Hadoop; Enormous Data; Efficient Indexing; Data Structure

References

[1] Raj, A. Kaur, K. ; Dutta, U. ; Sandeep, V.V. ; Rao, S. "Enhancement of Hadoop Clusters with Virtualization Using the Capacity Scheduler", Third International Conference on Services in Emerging Markets (ICSEM),Mysore, India, Dec 2012. Page(s): 50 - 57.
[2] Jiong Xie; Shu Yin ; Xiaojun Ruan ; Zhiyang Ding ; Yun Tian ; Majors, J. ; Manzanares, A. ; Xiao Qin. "Improving MapReduce performance through data placement in heterogeneous Hadoop clusters". IEEE International Symposium on Parallel & Distributed Processing, Workshops and Phd Forum (IPDPSW), Atlanta, GA, April, 2010. Page(s): 1 - 9.
[3] Kala Karun, A ; Chitharanjan, K ; "A review on hadoop — HDFS infrastructure extensions ", IEEE Conference on Information & Communication Technologies (ICT), JeJu Island, April 2013. Page(s): 132 - 137.
[4] Richard Mccreadie ; Craig Macdonald ; Iadh Ounis; "MapReduce indexing strategies: Studying scalability and efficiency". International Journal of Information Processing and Management. Volume 48 Issue 5, September, 2012. Pages: 873-888.
[5] Apache Hadoop, Hadoop, HDFS, Avro, Cassandra, Chukwa, HBase, Hive, Mahout, Pig, Zookeeper are trademarks of the Apache Software Foundation. http://www.hadoop.apache.org/ Last Published: 10/16/2013
[6] Barry Wilkinson; Michael Allen; “Parallel Programming: Techniques and Applications Using Networked Workstations and Parallel Computers” (2nd Edition). Publication Date: March 14, 2004,
[7] Gal Lavee ; Ronny Lempel ; Edo Liberty ; Oren Somekh ; " Inverted index compression via online document routing" Published in: WWW '11 Proceedings of the 20th international conference on World Wide Web. Pages 487-496.

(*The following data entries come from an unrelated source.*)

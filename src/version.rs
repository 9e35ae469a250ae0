//! interp version information.
//!
//! The CLI `--version` flag reads this constant.
//!
//! ## Notes
//!
//! - The value is taken from Cargo metadata (`CARGO_PKG_VERSION`) at compile time.

/// The interp version string (for example, `0.1.0`).
pub const INTERP_VERSION: &str = env!("CARGO_PKG_VERSION");
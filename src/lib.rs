#![forbid(unsafe_code)]
//! interp: front end for a small expression language
//!
//! This crate ties the syntax frontend together: a byte-oriented tokenizer, an AST, and a recovering parser that
//! currently understands `let` statements. On top of that it provides tooling: a REPL that echoes tokens or parsed
//! programs, and a CLI for dumping the tokens or AST of a file.
//!
//! ## Panic Policy
//!
//! This codebase follows explicit error handling:
//!
//! - **Production code**: Use `Result` or `Option` with `?` / `ok_or` / `map_err`. The `cli` module enforces
//!   `#![deny(clippy::unwrap_used)]`.
//!
//! - **Test code**: `.unwrap()` and `.expect()` are acceptable in tests.
//!
//! - **True invariants**: If a panic represents a bug (logic error), use `.expect("INVARIANT: reason")` with a clear
//!   explanation.

pub mod cli;
pub mod diagnostics;
pub mod repl;
pub mod version;

pub use interp_core::lang;
pub use interp_syntax::{ast, lexer, parser};

pub use parser::{Parsed, parse};
pub use repl::{ReplConfig, ReplMode};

[8] Guanghui Xu; Feng Xu; Hongxu Ma; "Deploying and researching Hadoop in virtual machines". Published in: IEEE International Conference on Automation and Logistics (ICAL), Zhengzhou, Aug. 2012. Page(s): 395 - 399.
[9] Shvachko, K.; Hairong Kuang ; Radia, S. ; Chansler, R. " The Hadoop Distributed File System". Published in: IEEE 26th Symposium on Mass Storage Systems and Technologies (MSST), Incline Village, NV, May 2010. Page(s): 1 - 10.
[10] Ishii, M.; Jungkyu Han; Makino, H; "Design and performance evaluation for Hadoop clusters on virtualized environment" Published in: International Conference on Information Networking (ICOIN), Bangkok, Jan. 2013. Page(s): 244 - 249.